Exploration on the Mechanism and Expansibility of the MOFs-Template-Removal Method for Synthesizing Smaller and Brighter Persistent Luminescent Nanoparticles

ZnGa2O4:Cr3+ (ZGC) long-persistent luminescent (PersL) nanomaterial is a potential bioimaging contrast agent without autofluorescence. However, the existing synthetic methods such as the hydrothermal method, solid-state method, and sol–gel method are generally struggling to reconcile the contradiction between small particle size and high PersL intensity, which hinder the clinical application of ZGC. In this study, ZGC nanoparticles are prepared via an “MOFs-template-removal” method.

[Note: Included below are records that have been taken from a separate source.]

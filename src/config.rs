use std::{env, str::FromStr};

use anyhow::{Context, anyhow};

#[derive(Clone, Debug)]
pub struct Config {
    pub database_url: String,
    pub jwt_secret: String,
    pub server_addr: String,
    pub access_token_ttl: usize,
    pub refresh_token_ttl: usize,

    // Rate limiting
    pub rate_login_per_min: u32,
    pub rate_register_per_min: u32,
    pub rate_refresh_per_min: u32,
    pub rate_protected_per_min: u32,

    pub api_prefix: String,
    pub db_max_connections: u32,
    pub log_dir: String,
    pub log_level: String,

    /// Department whose members act as the HR approval stage.
    pub hr_department: String,
}

impl Config {
    pub fn from_env() -> anyhow::Result<Self> {
        Self::from_lookup(|key| env::var(key).ok())
    }

    pub fn from_lookup(lookup: impl Fn(&str) -> Option<String>) -> anyhow::Result<Self> {
        let required = |key: &str| lookup(key).ok_or_else(|| anyhow!("{key} must be set"));
        let text = |key: &str, default: &str| lookup(key).unwrap_or_else(|| default.to_string());

        Ok(Self {
            server_addr: required("SERVER_ADDR")?,
            database_url: required("DATABASE_URL")?,
            jwt_secret: required("JWT_SECRET")?,
            access_token_ttl: parsed(&lookup, "ACCESS_TOKEN_TTL", 900)?, // 15 min
            refresh_token_ttl: parsed(&lookup, "REFRESH_TOKEN_TTL", 604_800)?, // 7 days

            rate_login_per_min: parsed(&lookup, "RATE_LOGIN_PER_MIN", 60)?,
            rate_register_per_min: parsed(&lookup, "RATE_REGISTER_PER_MIN", 30)?,
            rate_refresh_per_min: parsed(&lookup, "RATE_REFRESH_PER_MIN", 30)?,
            rate_protected_per_min: parsed(&lookup, "RATE_PROTECTED_PER_MIN", 1000)?,

            api_prefix: text("API_PREFIX", "/api"),
            db_max_connections: parsed(&lookup, "DB_MAX_CONNECTIONS", 10)?,
            log_dir: text("LOG_DIR", "logs"),
            log_level: text("LOG_LEVEL", "debug"),
            hr_department: text("HR_DEPARTMENT", "Human Resources"),
        })
    }
}

fn parsed<T>(lookup: &impl Fn(&str) -> Option<String>, key: &str, default: T) -> anyhow::Result<T>
where
    T: FromStr,
    T::Err: std::error::Error + Send + Sync + 'static,
{
    match lookup(key) {
        Some(raw) => raw.trim().parse().with_context(|| format!("{key} has an invalid value: {raw:?}")),
        None => Ok(default),
    }
}

#[cfg(test)]
mod tests {
    use super::*;
    use std::collections::HashMap;

    fn lookup(vars: &[(&str, &str)]) -> impl Fn(&str) -> Option<String> {
        let map: HashMap<String, String> = vars.iter().map(|(k, v)| (k.to_string(), v.to_string())).collect();
        move |key| map.get(key).cloned()
    }

    const REQUIRED: [(&str, &str); 3] = [
        ("SERVER_ADDR", "127.0.0.1:8080"),
        ("DATABASE_URL", "mysql://root@localhost/teamhr"),
        ("JWT_SECRET", "secret"),
    ];

    #[test]
    fn defaults_fill_optional_values() {
        let config = Config::from_lookup(lookup(&REQUIRED)).unwrap();
        assert_eq!(config.access_token_ttl, 900);
        assert_eq!(config.refresh_token_ttl, 604_800);
        assert_eq!(config.rate_login_per_min, 60);
        assert_eq!(config.rate_protected_per_min, 1000);
        assert_eq!(config.api_prefix, "/api");
        assert_eq!(config.db_max_connections, 10);
        assert_eq!(config.hr_department, "Human Resources");
    }

    #[test]
    fn overrides_are_parsed() {
        let mut vars = REQUIRED.to_vec();
        vars.push(("ACCESS_TOKEN_TTL", "60"));
        vars.push(("HR_DEPARTMENT", "People Ops"));
        let config = Config::from_lookup(lookup(&vars)).unwrap();
        assert_eq!(config.access_token_ttl, 60);
        assert_eq!(config.hr_department, "People Ops");
    }

    #[test]
    fn missing_required_value_is_named() {
        let err = Config::from_lookup(lookup(&REQUIRED[..2])).unwrap_err();
        assert!(err.to_string().contains("JWT_SECRET"));
    }

    #[test]
    fn malformed_number_is_rejected() {
        let mut vars = REQUIRED.to_vec();
        vars.push(("RATE_LOGIN_PER_MIN", "lots"));
        let err = Config::from_lookup(lookup(&vars)).unwrap_err();
        assert!(err.to_string().contains("RATE_LOGIN_PER_MIN"));
    }
}
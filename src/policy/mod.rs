pub mod profile;

pub use profile::{EditContext, FieldAccess, ProfileField};
use chrono::{DateTime, NaiveDate, Utc};
use serde::{Deserialize, Serialize};
use strum_macros::{AsRefStr, Display, EnumString};
use utoipa::ToSchema;

use crate::{
    error::{AppError, FieldErrors},
    model::parse_column,
};

#[derive(
    Debug, Copy, Clone, Eq, PartialEq, Serialize, Deserialize, Display, EnumString, AsRefStr, ToSchema,
)]
#[serde(rename_all = "snake_case")]
#[strum(serialize_all = "snake_case")]
pub enum TimeOffType {
    Vacation,
    Sick,
    Unpaid,
    Other,
}

/// Workflow state of a request.
#[derive(
    Debug, Copy, Clone, Eq, PartialEq, Serialize, Deserialize, Display, EnumString, AsRefStr, ToSchema,
)]
#[serde(rename_all = "snake_case")]
#[strum(serialize_all = "snake_case")]
pub enum TimeOffStatus {
    Pending,
    /// Awaiting the HR decision
    ManagerApproved,
    Approved,
    Denied,
    Cancelled,
}

impl TimeOffStatus {
    pub fn is_terminal(self) -> bool {
        matches!(
            self,
            TimeOffStatus::Approved | TimeOffStatus::Denied | TimeOffStatus::Cancelled
        )
    }

    /// States that still hold (or will hold) days off the calendar.
    pub fn blocks_calendar(self) -> bool {
        matches!(
            self,
            TimeOffStatus::Pending | TimeOffStatus::ManagerApproved | TimeOffStatus::Approved
        )
    }
}

#[derive(Debug, Clone, sqlx::FromRow)]
pub struct TimeOffRow {
    pub id: u64,
    pub user_id: u64,
    pub manager_id: Option<u64>,
    pub hr_id: Option<u64>,
    pub kind: String,
    pub status: String,
    pub start_date: NaiveDate,
    pub end_date: NaiveDate,
    pub reason: Option<String>,
    pub manager_decision_at: Option<DateTime<Utc>>,
    pub hr_decision_at: Option<DateTime<Utc>>,
    pub created_at: DateTime<Utc>,
    pub updated_at: DateTime<Utc>,
}

pub const TIME_OFF_COLUMNS: &str = "id, user_id, manager_id, hr_id, kind, status, start_date, \
     end_date, reason, manager_decision_at, hr_decision_at, created_at, updated_at";

#[derive(Debug, Clone, Serialize, ToSchema)]
pub struct TimeOffRequest {
    #[schema(example = 12)]
    pub id: u64,
    /// Requesting user
    #[schema(example = 7)]
    pub user_id: u64,
    /// User id of the manager assigned to (or deciding) the first stage
    pub manager_id: Option<u64>,
    /// User id of the HR approver
    pub hr_id: Option<u64>,
    #[serde(rename = "type")]
    pub kind: TimeOffType,
    pub status: TimeOffStatus,
    #[schema(example = "2026-01-05", value_type = String)]
    pub start_date: NaiveDate,
    #[schema(example = "2026-01-09", value_type = String)]
    pub end_date: NaiveDate,
    pub reason: Option<String>,
    #[schema(example = 5)]
    pub duration_days: i64,
    #[schema(value_type = Option<String>)]
    pub manager_decision_at: Option<DateTime<Utc>>,
    #[schema(value_type = Option<String>)]
    pub hr_decision_at: Option<DateTime<Utc>>,
    #[schema(value_type = String)]
    pub created_at: DateTime<Utc>,
    #[schema(value_type = String)]
    pub updated_at: DateTime<Utc>,
}

impl TimeOffRequest {
    /// True when the inclusive ranges share at least one day.
    pub fn overlaps(&self, start: NaiveDate, end: NaiveDate) -> bool {
        !(self.end_date < start || self.start_date > end)
    }
}

impl TryFrom<TimeOffRow> for TimeOffRequest {
    type Error = AppError;

    fn try_from(row: TimeOffRow) -> Result<Self, Self::Error> {
        Ok(Self {
            kind: parse_column(&row.kind, "time_off_requests.kind")?,
            status: parse_column(&row.status, "time_off_requests.status")?,
            duration_days: duration_days(row.start_date, row.end_date),
            id: row.id,
            user_id: row.user_id,
            manager_id: row.manager_id,
            hr_id: row.hr_id,
            start_date: row.start_date,
            end_date: row.end_date,
            reason: row.reason,
            manager_decision_at: row.manager_decision_at,
            hr_decision_at: row.hr_decision_at,
            created_at: row.created_at,
            updated_at: row.updated_at,
        })
    }
}

/// Inclusive day count of a range, zero for inverted ranges.
pub fn duration_days(start: NaiveDate, end: NaiveDate) -> i64 {
    if end < start {
        0
    } else {
        (end - start).num_days() + 1
    }
}

pub fn validate_date_range(start: NaiveDate, end: NaiveDate) -> Result<(), FieldErrors> {
    let mut errors = FieldErrors::new();
    if end < start {
        errors.add("end_date", "end_date must be on or after start_date");
    }
    if errors.is_empty() { Ok(()) } else { Err(errors) }
}

#[cfg(test)]
mod tests {
    use super::*;
    use std::str::FromStr;

    fn date(s: &str) -> NaiveDate {
        NaiveDate::parse_from_str(s, "%Y-%m-%d").unwrap()
    }

    #[test]
    fn inverted_range_is_rejected() {
        let err = validate_date_range(date("2025-01-10"), date("2025-01-05")).unwrap_err();
        assert!(err.contains("end_date"));
    }

    #[test]
    fn single_day_range_is_valid() {
        assert!(validate_date_range(date("2025-01-10"), date("2025-01-10")).is_ok());
        assert_eq!(duration_days(date("2025-01-10"), date("2025-01-10")), 1);
        assert_eq!(duration_days(date("2025-01-10"), date("2025-01-14")), 5);
        assert_eq!(duration_days(date("2025-01-10"), date("2025-01-05")), 0);
    }

    #[test]
    fn status_strings_match_storage() {
        assert_eq!(TimeOffStatus::ManagerApproved.as_ref(), "manager_approved");
        assert_eq!(
            TimeOffStatus::from_str("manager_approved").unwrap(),
            TimeOffStatus::ManagerApproved
        );
        assert!(TimeOffStatus::Cancelled.is_terminal());
        assert!(!TimeOffStatus::ManagerApproved.is_terminal());
        assert!(!TimeOffStatus::Denied.blocks_calendar());
    }

    #[test]
    fn overlap_is_inclusive() {
        let row = TimeOffRow {
            id: 1,
            user_id: 1,
            manager_id: None,
            hr_id: None,
            kind: "vacation".into(),
            status: "pending".into(),
            start_date: date("2025-03-01"),
            end_date: date("2025-03-05"),
            reason: None,
            manager_decision_at: None,
            hr_decision_at: None,
            created_at: Utc::now(),
            updated_at: Utc::now(),
        };
        let request = TimeOffRequest::try_from(row).unwrap();
        assert_eq!(request.duration_days, 5);
        assert!(request.overlaps(date("2025-03-05"), date("2025-03-07")));
        assert!(request.overlaps(date("2025-02-20"), date("2025-03-01")));
        assert!(!request.overlaps(date("2025-03-06"), date("2025-03-07")));
    }
}
pub mod db_utils;
pub mod identity_cache;
pub mod identity_filter;

use strum_macros::Display;

/// Unique login identifiers tracked by the availability filter and cache.
#[derive(Debug, Copy, Clone, Eq, PartialEq, Display)]
#[strum(serialize_all = "lowercase")]
pub enum IdentityKind {
    Username,
    Email,
}

impl IdentityKind {
    pub fn column(self) -> &'static str {
        match self {
            IdentityKind::Username => "username",
            IdentityKind::Email => "email",
        }
    }
}

/// Key shared by the filter and the cache, case-insensitive.
#[inline]
pub fn identity_key(kind: IdentityKind, value: &str) -> String {
    format!("{}:{}", kind, value.trim().to_lowercase())
}

#[cfg(test)]
mod tests {
    use super::*;

    #[test]
    fn keys_are_namespaced_and_normalized() {
        assert_eq!(identity_key(IdentityKind::Username, " Alice "), "username:alice");
        assert_eq!(identity_key(IdentityKind::Email, "A@B.com"), "email:a@b.com");
        assert_ne!(
            identity_key(IdentityKind::Username, "x"),
            identity_key(IdentityKind::Email, "x")
        );
    }

    #[test]
    fn column_matches_key_prefix() {
        for kind in [IdentityKind::Username, IdentityKind::Email] {
            assert_eq!(kind.column(), kind.to_string());
        }
        assert_eq!(IdentityKind::Username.column(), "username");
        assert_eq!(IdentityKind::Email.column(), "email");
    }
}
use crate::{
    api::{
        attendance, dashboard, department, employee, message, paystub, profile, task, team, time_off,
        time_tracking,
    },
    auth::{handlers, middleware::auth_middleware},
    config::Config,
};
use actix_governor::{
    Governor, GovernorConfig, GovernorConfigBuilder, PeerIpKeyExtractor, governor::middleware::NoOpMiddleware,
};
use actix_web::{middleware::from_fn, web};
use std::sync::Arc;
use tracing::warn;

/// Per-IP limiter allowing `requests_per_min` with a burst of the same size.
fn build_limiter(requests_per_min: u32) -> Governor<PeerIpKeyExtractor, NoOpMiddleware> {
    let per_ms = if requests_per_min == 0 {
        1
    } else {
        60_000 / u64::from(requests_per_min)
    };
    let cfg = GovernorConfigBuilder::default()
        .per_millisecond(per_ms.max(1))
        .burst_size(requests_per_min)
        .key_extractor(PeerIpKeyExtractor)
        .finish()
        .unwrap_or_else(|| {
            warn!(requests_per_min, "Invalid rate limit, using governor defaults");
            GovernorConfig::default()
        });
    Governor::new(&cfg)
}

pub fn configure(cfg: &mut web::ServiceConfig, config: Config) {
    let login_limiter = Arc::new(build_limiter(config.rate_login_per_min));
    let register_limiter = Arc::new(build_limiter(config.rate_register_per_min));
    let refresh_limiter = Arc::new(build_limiter(config.rate_refresh_per_min));
    let protected_limiter = Arc::new(build_limiter(config.rate_protected_per_min));

    // Public routes
    cfg.service(
        web::scope("/auth")
            .service(
                web::resource("/login")
                    .wrap(login_limiter.clone())
                    .route(web::post().to(handlers::login)),
            )
            .service(
                web::resource("/register")
                    .wrap(register_limiter)
                    .route(web::post().to(handlers::register)),
            )
            .service(
                web::resource("/refresh")
                    .wrap(refresh_limiter)
                    .route(web::post().to(handlers::refresh_token)),
            )
            .service(
                web::resource("/logout")
                    .wrap(login_limiter)
                    .route(web::post().to(handlers::logout)),
            ),
    );

    // Protected routes
    cfg.service(
        web::scope(&config.api_prefix)
            .wrap(from_fn(auth_middleware))
            .wrap(protected_limiter)
            .service(
                web::scope("/time-off")
                    .service(
                        web::resource("")
                            .route(web::get().to(time_off::my_requests))
                            .route(web::post().to(time_off::create_request)),
                    )
                    .service(web::resource("/team").route(web::get().to(time_off::team_requests)))
                    .service(web::resource("/hr-queue").route(web::get().to(time_off::hr_queue)))
                    .service(web::resource("/{id}").route(web::get().to(time_off::get_request)))
                    // cancel must win over the generic decision route
                    .service(web::resource("/{id}/cancel").route(web::post().to(time_off::cancel_request)))
                    .service(web::resource("/{id}/{action}").route(web::post().to(time_off::decide_request))),
            )
            .service(
                web::resource("/profile/{user_id}")
                    .route(web::get().to(profile::profile_form))
                    .route(web::put().to(profile::update_profile)),
            )
            .service(web::resource("/users").route(web::get().to(profile::list_users)))
            .service(
                web::scope("/employees")
                    .service(
                        web::resource("")
                            .route(web::post().to(employee::create_employee))
                            .route(web::get().to(employee::list_employees)),
                    )
                    .service(
                        web::resource("/{id}")
                            .route(web::put().to(employee::update_employee))
                            .route(web::get().to(employee::get_employee))
                            .route(web::delete().to(employee::delete_employee)),
                    ),
            )
            .service(
                web::resource("/departments")
                    .route(web::get().to(department::list_departments))
                    .route(web::post().to(department::create_department)),
            )
            .service(
                web::scope("/teams")
                    .service(
                        web::resource("")
                            .route(web::get().to(team::list_teams))
                            .route(web::post().to(team::create_team)),
                    )
                    .service(
                        web::resource("/{id}/members")
                            .route(web::get().to(team::list_members))
                            .route(web::post().to(team::add_member)),
                    )
                    .service(web::resource("/{id}/members/{user_id}").route(web::delete().to(team::remove_member))),
            )
            .service(
                web::scope("/messages")
                    .service(web::resource("").route(web::post().to(message::compose)))
                    .service(web::resource("/inbox").route(web::get().to(message::inbox)))
                    .service(web::resource("/sent").route(web::get().to(message::sent)))
                    .service(web::resource("/{id}").route(web::get().to(message::view)))
                    .service(web::resource("/{id}/reply").route(web::post().to(message::reply))),
            )
            .service(
                web::scope("/tasks")
                    .service(
                        web::resource("")
                            .route(web::get().to(task::my_tasks))
                            .route(web::post().to(task::create_task)),
                    )
                    .service(web::resource("/created").route(web::get().to(task::created_tasks)))
                    .service(web::resource("/{id}").route(web::get().to(task::get_task)))
                    .service(web::resource("/{id}/status").route(web::put().to(task::update_status))),
            )
            .service(
                web::scope("/attendance")
                    .service(
                        web::resource("")
                            .route(web::get().to(attendance::my_attendance))
                            .route(web::post().to(attendance::mark_today)),
                    )
                    .service(web::resource("/team").route(web::get().to(attendance::team_attendance))),
            )
            .service(
                web::scope("/time")
                    .service(web::resource("").route(web::get().to(time_tracking::my_entries)))
                    .service(web::resource("/clock-in").route(web::post().to(time_tracking::clock_in)))
                    .service(web::resource("/clock-out").route(web::post().to(time_tracking::clock_out))),
            )
            .service(
                web::resource("/paystubs")
                    .route(web::get().to(paystub::my_paystubs))
                    .route(web::post().to(paystub::create_paystub)),
            )
            .service(
                web::scope("/dashboard")
                    .service(web::resource("/admin").route(web::get().to(dashboard::admin_dashboard)))
                    .service(web::resource("/manager").route(web::get().to(dashboard::manager_dashboard))),
            ),
    );
}

// LOGIN
//  ├─ access_token (15 min)
//  └─ refresh_token (7 days)

// API REQUEST
//  └─ Authorization: Bearer access_token

// ACCESS EXPIRED
//  └─ POST /auth/refresh with Authorization: Bearer refresh_token
//       └─ returns a new token pair, old refresh token revoked

#[cfg(test)]
mod tests {
    use super::*;

    #[test]
    fn zero_rate_falls_back_instead_of_panicking() {
        let _ = build_limiter(0);
        let _ = build_limiter(60);
    }
}
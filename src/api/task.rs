use crate::{
    api::require_reviewer,
    auth::auth::AuthUser,
    error::{AppError, AppResult, ErrorBody, FieldErrors},
    model::task::{TASK_COLUMNS, Task, TaskPriority, TaskRow, TaskStatus},
    workflow::member::load_actor,
};
use actix_web::{HttpResponse, web};
use chrono::{NaiveDate, Utc};
use serde::Deserialize;
use sqlx::MySqlPool;
use tracing::info;
use utoipa::{IntoParams, ToSchema};
use validator::Validate;

#[derive(Debug, Deserialize, Validate, ToSchema)]
pub struct CreateTask {
    #[validate(length(min = 1, max = 200, message = "Title must be between 1 and 200 characters"))]
    pub title: String,
    #[validate(length(max = 2000, message = "Description must be at most 2000 characters"))]
    pub description: Option<String>,
    #[serde(default = "default_priority")]
    pub priority: TaskPriority,
    /// User id of the assignee
    pub assigned_to_id: u64,
    #[schema(example = "2026-02-01", value_type = Option<String>)]
    pub due_date: Option<NaiveDate>,
}

fn default_priority() -> TaskPriority {
    TaskPriority::Medium
}

#[derive(Debug, Deserialize, ToSchema)]
pub struct UpdateTaskStatus {
    pub status: TaskStatus,
}

#[derive(Debug, Deserialize, IntoParams)]
pub struct TaskFilter {
    pub status: Option<TaskStatus>,
}

fn into_tasks(rows: Vec<TaskRow>) -> AppResult<Vec<Task>> {
    rows.into_iter().map(Task::try_from).collect()
}

async fn fetch_task(pool: &MySqlPool, id: u64) -> AppResult<Task> {
    let row = sqlx::query_as::<_, TaskRow>(&format!("SELECT {TASK_COLUMNS} FROM tasks WHERE id = ?"))
        .bind(id)
        .fetch_optional(pool)
        .await?
        .ok_or_else(|| AppError::NotFound("Task not found".into()))?;
    Task::try_from(row)
}

/// Tasks assigned to the caller, earliest due date first, undated last.
#[utoipa::path(
    get,
    path = "/api/tasks",
    params(TaskFilter),
    responses((status = 200, description = "Own tasks", body = [Task])),
    security(("bearer_auth" = [])),
    tag = "Tasks"
)]
pub async fn my_tasks(auth: AuthUser, pool: web::Data<MySqlPool>, filter: web::Query<TaskFilter>) -> AppResult<HttpResponse> {
    let mut sql = format!("SELECT {TASK_COLUMNS} FROM tasks WHERE assigned_to_id = ?");
    if filter.status.is_some() {
        sql.push_str(" AND status = ?");
    }
    sql.push_str(" ORDER BY due_date IS NULL, due_date ASC, id DESC");

    let mut query = sqlx::query_as::<_, TaskRow>(&sql).bind(auth.user_id);
    if let Some(status) = &filter.status {
        query = query.bind(status.as_ref());
    }
    Ok(HttpResponse::Ok().json(into_tasks(query.fetch_all(pool.get_ref()).await?)?))
}

#[utoipa::path(
    get,
    path = "/api/tasks/created",
    responses(
        (status = 200, description = "Tasks created by the caller", body = [Task]),
        (status = 403, description = "Managers and admins only", body = ErrorBody)
    ),
    security(("bearer_auth" = [])),
    tag = "Tasks"
)]
pub async fn created_tasks(auth: AuthUser, pool: web::Data<MySqlPool>) -> AppResult<HttpResponse> {
    let actor = require_reviewer(&pool, &auth).await?;

    let rows = sqlx::query_as::<_, TaskRow>(&format!(
        "SELECT {TASK_COLUMNS} FROM tasks WHERE created_by_id = ? ORDER BY created_at DESC, id DESC"
    ))
    .bind(actor.user_id)
    .fetch_all(pool.get_ref())
    .await?;
    Ok(HttpResponse::Ok().json(into_tasks(rows)?))
}

#[utoipa::path(
    post,
    path = "/api/tasks",
    request_body = CreateTask,
    responses(
        (status = 201, description = "Task created as pending", body = Task),
        (status = 403, description = "Managers and admins only", body = ErrorBody),
        (status = 422, description = "Invalid input", body = ErrorBody)
    ),
    security(("bearer_auth" = [])),
    tag = "Tasks"
)]
pub async fn create_task(
    auth: AuthUser,
    pool: web::Data<MySqlPool>,
    payload: web::Json<CreateTask>,
) -> AppResult<HttpResponse> {
    let actor = require_reviewer(&pool, &auth).await?;

    let mut errors = match payload.validate() {
        Ok(()) => FieldErrors::new(),
        Err(e) => e.into(),
    };
    let assignee_active = sqlx::query_scalar::<_, bool>("SELECT is_active FROM users WHERE id = ?")
        .bind(payload.assigned_to_id)
        .fetch_optional(pool.get_ref())
        .await?;
    if assignee_active != Some(true) {
        errors.add("assigned_to_id", "Assignee not found");
    }
    errors.into_result()?;

    let result = sqlx::query(
        r#"
        INSERT INTO tasks (title, description, status, priority, assigned_to_id, created_by_id, due_date, created_at)
        VALUES (?, ?, ?, ?, ?, ?, ?, UTC_TIMESTAMP())
        "#,
    )
    .bind(payload.title.trim())
    .bind(&payload.description)
    .bind(TaskStatus::Pending.as_ref())
    .bind(payload.priority.as_ref())
    .bind(payload.assigned_to_id)
    .bind(actor.user_id)
    .bind(payload.due_date)
    .execute(pool.get_ref())
    .await?;

    let task = fetch_task(&pool, result.last_insert_id()).await?;
    info!(task_id = task.id, assigned_to = task.assigned_to_id, "Task created");
    Ok(HttpResponse::Created().json(task))
}

#[utoipa::path(
    get,
    path = "/api/tasks/{task_id}",
    params(("task_id" = u64, Path, description = "Task ID")),
    responses(
        (status = 200, description = "Task", body = Task),
        (status = 403, description = "Not assignee, creator or admin", body = ErrorBody),
        (status = 404, description = "Task not found", body = ErrorBody)
    ),
    security(("bearer_auth" = [])),
    tag = "Tasks"
)]
pub async fn get_task(auth: AuthUser, pool: web::Data<MySqlPool>, path: web::Path<u64>) -> AppResult<HttpResponse> {
    let task = fetch_task(&pool, path.into_inner()).await?;
    let actor = load_actor(&pool, auth.user_id).await?;
    if !task.can_view(actor.user_id, actor.is_admin()) {
        return Err(AppError::Forbidden("You cannot view this task".into()));
    }
    Ok(HttpResponse::Ok().json(task))
}

#[utoipa::path(
    put,
    path = "/api/tasks/{task_id}/status",
    params(("task_id" = u64, Path, description = "Task ID")),
    request_body = UpdateTaskStatus,
    responses(
        (status = 200, description = "Status updated", body = Task),
        (status = 403, description = "Not assignee or admin", body = ErrorBody),
        (status = 404, description = "Task not found", body = ErrorBody)
    ),
    security(("bearer_auth" = [])),
    tag = "Tasks"
)]
pub async fn update_status(
    auth: AuthUser,
    pool: web::Data<MySqlPool>,
    path: web::Path<u64>,
    payload: web::Json<UpdateTaskStatus>,
) -> AppResult<HttpResponse> {
    let task = fetch_task(&pool, path.into_inner()).await?;
    let actor = load_actor(&pool, auth.user_id).await?;
    if !task.can_update_status(actor.user_id, actor.is_admin()) {
        return Err(AppError::Forbidden("Only the assignee can update this task".into()));
    }

    let completed_at = completion_stamp(task.status, payload.status, task.completed_at);

    sqlx::query("UPDATE tasks SET status = ?, completed_at = ? WHERE id = ?")
        .bind(payload.status.as_ref())
        .bind(completed_at)
        .bind(task.id)
        .execute(pool.get_ref())
        .await?;

    info!(task_id = task.id, from = %task.status, to = %payload.status, "Task status updated");
    Ok(HttpResponse::Ok().json(fetch_task(&pool, task.id).await?))
}

/// Completing stamps the time once, leaving completion clears it.
fn completion_stamp(
    from: TaskStatus,
    to: TaskStatus,
    previous: Option<chrono::DateTime<Utc>>,
) -> Option<chrono::DateTime<Utc>> {
    match (from, to) {
        (TaskStatus::Completed, TaskStatus::Completed) => previous,
        (_, TaskStatus::Completed) => Some(Utc::now()),
        _ => None,
    }
}

#[cfg(test)]
mod tests {
    use super::*;

    #[test]
    fn completion_is_stamped_once() {
        assert!(completion_stamp(TaskStatus::InProgress, TaskStatus::Completed, None).is_some());
        let earlier = Utc::now() - chrono::Duration::days(1);
        assert_eq!(
            completion_stamp(TaskStatus::Completed, TaskStatus::Completed, Some(earlier)),
            Some(earlier)
        );
        assert_eq!(completion_stamp(TaskStatus::Completed, TaskStatus::Pending, Some(earlier)), None);
    }

    #[test]
    fn priority_defaults_to_medium() {
        let task: CreateTask = serde_json::from_value(serde_json::json!({
            "title": "Write report",
            "assigned_to_id": 3
        }))
        .unwrap();
        assert_eq!(task.priority, TaskPriority::Medium);
        assert!(task.validate().is_ok());
    }
}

Their hydrodynamic size distribution exhibits a peak at 160 nm. The PersL intensity reaches 5.7-fold that of its hydrothermal ZGC counterparts. Mechanisms of size control and PersL enhancement via the “MOFs-template-removal” method are thoroughly investigated using PXRD, XPS, PersL decay curves, UV–vis DRS, elemental analysis, etc. The results show that the nanoscale dimension of the MOF template, with its abundant internal pores, facilitates the formation of smaller ZGC particles. Furthermore, the copious shallow electron traps on the surface are vital for enhancing the PersL intensity of ZGC-mofs. The wide bandgap (4.88 eV) of ZGC-mofs allows for the efficient absorption of 254 nm ultraviolet light in aqueous environments, promoting the PersL emission. Additionally, the experimental results also suggest that this method holds potential for controlling the size of ZnX2O4-type (X = Al, In) metallic oxides, not only broadening its application scope but also inspiring the development of bioimaging materials.